[Dataset entries]
•••

//! Sentinel registry and per-scheme chains.
//!
//! # Responsibilities
//! - Keep registrations in registration order
//! - Build the inbound/outbound chain for one scheme
//! - Run a chain against a context: inbound short-circuits, outbound swallows
//! - Contain sentinel panics: inbound renders a 500, outbound moves on

use std::panic::{self, AssertUnwindSafe};
use std::sync::Arc;

use crate::error::{panic_message, PipelineError};
use crate::model::{ExecutionContext, RawOutput, Scheme};
use crate::sentinel::{
    DuplexSentinel, InboundSentinel, OutboundSentinel, SentinelRegistration, SentinelRole,
};

/// All sentinel registrations of an aggregator.
#[derive(Debug, Default, Clone)]
pub struct SentinelRegistry {
    registrations: Vec<SentinelRegistration>,
}

impl SentinelRegistry {
    pub fn new() -> Self {
        Self::default()
    }

    pub fn register(&mut self, registration: SentinelRegistration) {
        tracing::debug!(sentinel = ?registration, "Sentinel registered");
        self.registrations.push(registration);
    }

    pub fn len(&self) -> usize {
        self.registrations.len()
    }

    pub fn is_empty(&self) -> bool {
        self.registrations.is_empty()
    }

    /// The chain that applies to `scheme`, each direction stable-sorted by order.
    pub fn chain_for(&self, scheme: &Scheme) -> SentinelChain {
        let mut inbound: Vec<(i32, Arc<dyn InboundSentinel>)> = Vec::new();
        let mut outbound: Vec<(i32, Arc<dyn OutboundSentinel>)> = Vec::new();

        for registration in self
            .registrations
            .iter()
            .filter(|r| r.scheme_set().contains(scheme))
        {
            let order = registration.order_value();
            match registration.role() {
                SentinelRole::Inbound(s) => inbound.push((order, Arc::clone(s))),
                SentinelRole::Outbound(s) => outbound.push((order, Arc::clone(s))),
                SentinelRole::Both(s) => {
                    inbound.push((order, DuplexSentinel::into_inbound(Arc::clone(s))));
                    outbound.push((order, DuplexSentinel::into_outbound(Arc::clone(s))));
                }
            }
        }

        // `sort_by_key` is stable: equal orders keep registration order.
        inbound.sort_by_key(|(order, _)| *order);
        outbound.sort_by_key(|(order, _)| *order);

        SentinelChain {
            inbound: inbound.into_iter().map(|(_, s)| s).collect(),
            outbound: outbound.into_iter().map(|(_, s)| s).collect(),
        }
    }
}

/// The resolved, ordered sentinels for one scheme.
#[derive(Clone, Default)]
pub struct SentinelChain {
    inbound: Vec<Arc<dyn InboundSentinel>>,
    outbound: Vec<Arc<dyn OutboundSentinel>>,
}

impl SentinelChain {
    pub fn inbound(&self) -> &[Arc<dyn InboundSentinel>] {
        &self.inbound
    }

    pub fn outbound(&self) -> &[Arc<dyn OutboundSentinel>] {
        &self.outbound
    }

    /// Run inbound sentinels in order; the first rejection stops the chain.
    pub fn run_inbound(&self, ctx: &ExecutionContext) -> Result<(), PipelineError> {
        for sentinel in &self.inbound {
            match panic::catch_unwind(AssertUnwindSafe(|| sentinel.inspect_inbound(ctx))) {
                Ok(Ok(())) => {}
                Ok(Err(rejection)) => {
                    tracing::debug!(
                        trace_id = %ctx.trace_id(),
                        sentinel = sentinel.name(),
                        rejection = ?rejection,
                        "Inbound sentinel rejected request"
                    );
                    return Err(rejection.into());
                }
                Err(panic) => {
                    let message = panic_message(panic.as_ref());
                    tracing::error!(
                        trace_id = %ctx.trace_id(),
                        sentinel = sentinel.name(),
                        panic = %message,
                        "Inbound sentinel panicked"
                    );
                    return Err(PipelineError::HandlerExecution(format!(
                        "sentinel {} panicked: {message}",
                        sentinel.name()
                    )));
                }
            }
        }
        Ok(())
    }

    /// Run every outbound sentinel; failures are logged and the rest still run.
    pub fn run_outbound(&self, ctx: &ExecutionContext, output: &mut dyn RawOutput) {
        for sentinel in &self.outbound {
            let inspected =
                panic::catch_unwind(AssertUnwindSafe(|| sentinel.inspect_outbound(ctx, &mut *output)));
            match inspected {
                Ok(Ok(())) => {}
                Ok(Err(e)) => tracing::warn!(
                    trace_id = %ctx.trace_id(),
                    sentinel = sentinel.name(),
                    error = %e,
                    "Outbound sentinel failed"
                ),
                Err(panic) => tracing::warn!(
                    trace_id = %ctx.trace_id(),
                    sentinel = sentinel.name(),
                    panic = %panic_message(panic.as_ref()),
                    "Outbound sentinel panicked"
                ),
            }
        }
    }
}

impl std::fmt::Debug for SentinelChain {
    fn fmt(&self, f: &mut std::fmt::Formatter<'_>) -> std::fmt::Result {
        f.debug_struct("SentinelChain")
            .field("inbound", &self.inbound.iter().map(|s| s.name()).collect::<Vec<_>>())
            .field("outbound", &self.outbound.iter().map(|s| s.name()).collect::<Vec<_>>())
            .finish()
    }
}

#[cfg(test)]
mod tests {
    use super::*;
    use crate::model::{RawInput, SchemeSet};
    use crate::sentinel::{Rejection, SentinelError};
    use std::any::Any;
    use std::sync::Mutex;

    struct Input;

    impl RawInput for Input {
        fn scheme(&self) -> Scheme {
            Scheme::HTTP
        }
        fn native_reference(&self) -> &dyn Any {
            self
        }
        fn body(&self) -> &[u8] {
            b""
        }
        fn source(&self) -> &str {
            "test"
        }
    }

    struct Output(u16);

    impl RawOutput for Output {
        fn content(&self) -> &[u8] {
            b""
        }
        fn status_code(&self) -> u16 {
            self.0
        }
    }

    type Log = Arc<Mutex<Vec<String>>>;

    struct Recorder {
        label: &'static str,
        log: Log,
        reject: bool,
        fail: bool,
        panics: bool,
    }

    impl Recorder {
        fn new(label: &'static str, log: &Log) -> Self {
            Self {
                label,
                log: log.clone(),
                reject: false,
                fail: false,
                panics: false,
            }
        }
    }

    impl InboundSentinel for Recorder {
        fn inspect_inbound(&self, _ctx: &ExecutionContext) -> Result<(), Rejection> {
            self.log.lock().unwrap().push(format!("in:{}", self.label));
            if self.panics {
                panic!("{} blew up", self.label);
            }
            if self.reject {
                return Err(Rejection::denied(self.label));
            }
            Ok(())
        }
    }

    impl OutboundSentinel for Recorder {
        fn inspect_outbound(
            &self,
            _ctx: &ExecutionContext,
            _output: &mut dyn RawOutput,
        ) -> Result<(), SentinelError> {
            self.log.lock().unwrap().push(format!("out:{}", self.label));
            if self.panics {
                panic!("{} blew up", self.label);
            }
            if self.fail {
                return Err(SentinelError(self.label.to_string()));
            }
            Ok(())
        }
    }

    fn ctx() -> ExecutionContext {
        ExecutionContext::new(Arc::new(Input))
    }

    #[test]
    fn test_ordering_with_both() {
        let log = Log::default();
        let mut registry = SentinelRegistry::new();
        registry.register(SentinelRegistration::inbound(Recorder::new("a", &log)).order(5));
        registry.register(SentinelRegistration::both(Recorder::new("b", &log)).order(1));
        registry.register(SentinelRegistration::outbound(Recorder::new("c", &log)).order(-3));
        registry.register(SentinelRegistration::inbound(Recorder::new("d", &log)).order(5));

        let chain = registry.chain_for(&Scheme::HTTP);
        assert_eq!(chain.inbound().len(), 3);
        assert_eq!(chain.outbound().len(), 2);

        let ctx = ctx();
        chain.run_inbound(&ctx).unwrap();
        chain.run_outbound(&ctx, &mut Output(200));

        assert_eq!(
            *log.lock().unwrap(),
            vec!["in:b", "in:a", "in:d", "out:c", "out:b"]
        );
    }

    #[test]
    fn test_scheme_filter() {
        let log = Log::default();
        let mut registry = SentinelRegistry::new();
        registry.register(
            SentinelRegistration::inbound(Recorder::new("ws", &log))
                .schemes(SchemeSet::only([Scheme::WEBSOCKET])),
        );
        registry.register(SentinelRegistration::inbound(Recorder::new("all", &log)));

        assert_eq!(registry.chain_for(&Scheme::HTTP).inbound().len(), 1);
        assert_eq!(registry.chain_for(&Scheme::WEBSOCKET).inbound().len(), 2);
    }

    #[test]
    fn test_first_rejection_short_circuits() {
        let log = Log::default();
        let mut registry = SentinelRegistry::new();
        let mut blocker = Recorder::new("block", &log);
        blocker.reject = true;
        registry.register(SentinelRegistration::inbound(blocker).order(1));
        registry.register(SentinelRegistration::inbound(Recorder::new("late", &log)).order(2));

        let err = registry.chain_for(&Scheme::HTTP).run_inbound(&ctx()).unwrap_err();
        assert_eq!(err, PipelineError::AccessDenied("block".into()));
        assert_eq!(*log.lock().unwrap(), vec!["in:block"]);
    }

    #[test]
    fn test_outbound_failure_swallowed() {
        let log = Log::default();
        let mut registry = SentinelRegistry::new();
        let mut broken = Recorder::new("broken", &log);
        broken.fail = true;
        registry.register(SentinelRegistration::outbound(broken).order(1));
        registry.register(SentinelRegistration::outbound(Recorder::new("next", &log)).order(2));

        registry
            .chain_for(&Scheme::HTTP)
            .run_outbound(&ctx(), &mut Output(500));
        assert_eq!(*log.lock().unwrap(), vec!["out:broken", "out:next"]);
    }

    #[test]
    fn test_outbound_panic_contained() {
        let log = Log::default();
        let mut registry = SentinelRegistry::new();
        let mut broken = Recorder::new("panicky", &log);
        broken.panics = true;
        registry.register(SentinelRegistration::outbound(broken).order(1));
        registry.register(SentinelRegistration::outbound(Recorder::new("next", &log)).order(2));

        let mut output = Output(200);
        registry.chain_for(&Scheme::HTTP).run_outbound(&ctx(), &mut output);
        assert_eq!(output.status_code(), 200);
        assert_eq!(*log.lock().unwrap(), vec!["out:panicky", "out:next"]);
    }

    #[test]
    fn test_inbound_panic_becomes_failure() {
        let log = Log::default();
        let mut registry = SentinelRegistry::new();
        let mut broken = Recorder::new("panicky", &log);
        broken.panics = true;
        registry.register(SentinelRegistration::inbound(broken).order(1));
        registry.register(SentinelRegistration::inbound(Recorder::new("late", &log)).order(2));

        let err = registry.chain_for(&Scheme::HTTP).run_inbound(&ctx()).unwrap_err();
        assert!(matches!(err, PipelineError::HandlerExecution(ref m) if m.contains("panicky blew up")));
        assert_eq!(err.status_code(), 500);
        assert_eq!(*log.lock().unwrap(), vec!["in:panicky"]);
    }
}
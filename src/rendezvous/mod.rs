//! Rendezvous: the per-protocol request pipeline.
//!
//! # Data Flow
//! ```text
//! encounter(I)
//!     → ExecutionContext (trace id) + span
//!     → inbound sentinels            (inline)
//!     → normalize + resolve intent   (inline, or rendezvous pool)
//!     → registry lookup + access     (inline)
//!     → handler                      (conductor pool, awaited)
//!     → OutputBuilder / shallow      (inline)
//!     → outbound sentinels           (inline)
//!     → RequestEvent                 (central pool, fire-and-forget)
//!     → O
//! ```
//!
//! # Design Decisions
//! - `encounter` always yields an output; every failure is rendered
//! - The conductor hand-off is the only mandatory scheduling boundary
//! - A dropped `encounter` future does not cancel a submitted handler

mod shallow;

use std::fmt;
use std::panic::{self, AssertUnwindSafe};
use std::sync::Arc;
use std::time::{Duration, Instant};

use serde_json::Value;
use tracing::Instrument;

use crate::error::{panic_message, PipelineError};
use crate::model::{
    ExecutionContext, Intent, IntentKey, NormalizedRequest, Payload, RawInput, RawOutput,
};
use crate::observability::{Collector, RequestEvent, SUCCESS};
use crate::protocol::{Outcome, Protocol};
use crate::registry::{HandlerRegistry, Invocation};
use crate::sentinel::SentinelChain;
use crate::stage::{ExecutorError, StageExecutors};

/// Orchestrates one protocol's requests through the pipeline.
pub struct Rendezvous<I, O> {
    protocol: Protocol<I, O>,
    handlers: Arc<HandlerRegistry>,
    sentinels: SentinelChain,
    stages: Arc<StageExecutors>,
    collector: Arc<dyn Collector>,
    preprocess_on_pool: bool,
    deadline: Option<Duration>,
}

impl<I: RawInput, O: RawOutput> Rendezvous<I, O> {
    pub fn new(
        protocol: Protocol<I, O>,
        handlers: Arc<HandlerRegistry>,
        sentinels: SentinelChain,
        stages: Arc<StageExecutors>,
        collector: Arc<dyn Collector>,
    ) -> Self {
        Self {
            protocol,
            handlers,
            sentinels,
            stages,
            collector,
            preprocess_on_pool: false,
            deadline: None,
        }
    }

    /// Run normalize + resolve on the rendezvous pool.
    pub fn preprocess_on_pool(mut self, enabled: bool) -> Self {
        self.preprocess_on_pool = enabled;
        self
    }

    /// Stop waiting for handlers after `deadline`.
    pub fn deadline(mut self, deadline: Option<Duration>) -> Self {
        self.deadline = deadline;
        self
    }

    pub fn protocol(&self) -> &Protocol<I, O> {
        &self.protocol
    }

    /// Process one input and produce the protocol output for it.
    pub async fn encounter(&self, input: I) -> O {
        let input = Arc::new(input);
        let origin: Arc<dyn RawInput> = input.clone();
        let ctx = ExecutionContext::new(origin);

        let span = tracing::info_span!(
            "encounter",
            trace_id = %ctx.trace_id(),
            scheme = %ctx.scheme(),
            intent = tracing::field::Empty,
        );
        self.run(input, ctx).instrument(span).await
    }

    async fn run(&self, input: Arc<I>, mut ctx: ExecutionContext) -> O {
        let builder = self.protocol.output();
        let mut output = match self.process(&input, &mut ctx).await {
            Ok(result) => {
                ctx.set_result(result.clone());
                builder.build(&ctx, Outcome::Success(result))
            }
            Err(err) => {
                ctx.set_failure(err.clone());
                shallow::render(builder.as_ref(), &ctx, err)
            }
        };

        ctx.set_output_status(output.status_code());
        self.sentinels.run_outbound(&ctx, &mut output);

        tracing::debug!(
            status = output.status_code(),
            elapsed_ms = ctx.elapsed().as_millis() as u64,
            "Request complete"
        );
        self.emit(&ctx);
        output
    }

    async fn process(
        &self,
        input: &Arc<I>,
        ctx: &mut ExecutionContext,
    ) -> Result<Value, PipelineError> {
        self.sentinels.run_inbound(ctx)?;

        let (request, intent) = self.interpret(input).await?;
        let (key, payload) = intent.into_parts();
        tracing::Span::current().record("intent", key.as_str());
        ctx.set_request(request);
        ctx.set_intent(key.clone(), payload.clone());

        self.dispatch(ctx, key, payload).await
    }

    async fn interpret(&self, input: &Arc<I>) -> Result<(NormalizedRequest, Intent), PipelineError> {
        if !self.preprocess_on_pool {
            return interpret(&self.protocol, input);
        }

        let protocol = self.protocol.clone();
        let input = Arc::clone(input);
        let task = self
            .stages
            .rendezvous
            .submit(move || interpret(&protocol, &input))
            .map_err(|e| stage_error("rendezvous", e))?;
        task.await.map_err(|e| stage_error("rendezvous", e))?
    }

    async fn dispatch(
        &self,
        ctx: &ExecutionContext,
        key: IntentKey,
        payload: Payload,
    ) -> Result<Value, PipelineError> {
        let registration = self
            .handlers
            .resolve(key.as_str())
            .ok_or_else(|| PipelineError::UnresolvedIntent(key.to_string()))?;

        if !registration.allows(ctx.scheme()) {
            return Err(PipelineError::AccessDenied(format!(
                "intent '{key}' is not available over {}",
                ctx.scheme()
            )));
        }

        let handler = Arc::clone(registration.handler());
        let invocation = Invocation::new(
            ctx.trace_id(),
            ctx.scheme().clone(),
            key,
            payload,
            self.deadline.map(|d| Instant::now() + d),
        );

        let task = self
            .stages
            .conductor
            .submit(move || panic::catch_unwind(AssertUnwindSafe(|| handler.handle(&invocation))))
            .map_err(|e| stage_error("conductor", e))?;

        let joined = match self.deadline {
            Some(limit) => tokio::time::timeout(limit, task)
                .await
                .map_err(|_| PipelineError::DeadlineExceeded(limit.as_millis() as u64))?,
            None => task.await,
        };

        match joined.map_err(|e| stage_error("conductor", e))? {
            Ok(result) => result.map_err(PipelineError::from),
            Err(panic) => {
                let message = panic_message(panic.as_ref());
                tracing::error!(panic = %message, "Handler panicked");
                Err(PipelineError::HandlerExecution(message))
            }
        }
    }

    fn emit(&self, ctx: &ExecutionContext) {
        let event = RequestEvent {
            trace_id: ctx.trace_id(),
            scheme: ctx.scheme().clone(),
            intent: ctx.intent().map(ToString::to_string),
            outcome: ctx.failure().map_or(SUCCESS, |e| e.kind().as_str()),
            status: ctx.output_status().unwrap_or(500),
            duration: ctx.elapsed(),
        };

        let sink = Arc::clone(&self.collector);
        let queued = event.clone();
        if self.stages.central.spawn(move || sink.record(&queued)).is_err() {
            // Central stage already stopped; record on the caller.
            self.collector.record(&event);
        }
    }
}

impl<I, O> fmt::Debug for Rendezvous<I, O> {
    fn fmt(&self, f: &mut fmt::Formatter<'_>) -> fmt::Result {
        f.debug_struct("Rendezvous")
            .field("protocol", &self.protocol)
            .field("preprocess_on_pool", &self.preprocess_on_pool)
            .field("deadline", &self.deadline)
            .finish()
    }
}

fn interpret<I: RawInput, O: RawOutput>(
    protocol: &Protocol<I, O>,
    input: &Arc<I>,
) -> Result<(NormalizedRequest, Intent), PipelineError> {
    let request = protocol.normalizer().normalize(input)?;
    let intent = protocol.resolver().resolve(&request)?;
    Ok((request, intent))
}

fn stage_error(stage: &str, err: ExecutorError) -> PipelineError {
    match err {
        ExecutorError::Abandoned => {
            PipelineError::HandlerExecution(format!("{stage} job abandoned"))
        }
        other => PipelineError::Unavailable(format!("{stage} stage: {other}")),
    }
}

•••

→ **Problem description**
Your answer must be the lines above, unchanged, from the first one through the line that holds "let mut inbound: Vec<(i32, Arc<dyn", inclusive, and no others.

→ **Written response**
//! Sentinel registry and per-scheme chains.
//!
//! # Responsibilities
//! - Keep registrations in registration order
//! - Build the inbound/outbound chain for one scheme
//! - Run a chain against a context: inbound short-circuits, outbound swallows
//! - Contain sentinel panics: inbound renders a 500, outbound moves on

use std::panic::{self, AssertUnwindSafe};
use std::sync::Arc;

use crate::error::{panic_message, PipelineError};
use crate::model::{ExecutionContext, RawOutput, Scheme};
use crate::sentinel::{
    DuplexSentinel, InboundSentinel, OutboundSentinel, SentinelRegistration, SentinelRole,
};

/// All sentinel registrations of an aggregator.
#[derive(Debug, Default, Clone)]
pub struct SentinelRegistry {
    registrations: Vec<SentinelRegistration>,
}

impl SentinelRegistry {
    pub fn new() -> Self {
        Self::default()
    }

    pub fn register(&mut self, registration: SentinelRegistration) {
        tracing::debug!(sentinel = ?registration, "Sentinel registered");
        self.registrations.push(registration);
    }

    pub fn len(&self) -> usize {
        self.registrations.len()
    }

    pub fn is_empty(&self) -> bool {
        self.registrations.is_empty()
    }

    /// The chain that applies to `scheme`, each direction stable-sorted by order.
    pub fn chain_for(&self, scheme: &Scheme) -> SentinelChain {
        let mut inbound: Vec<(i32, Arc<dyn InboundSentinel>)> = Vec::new();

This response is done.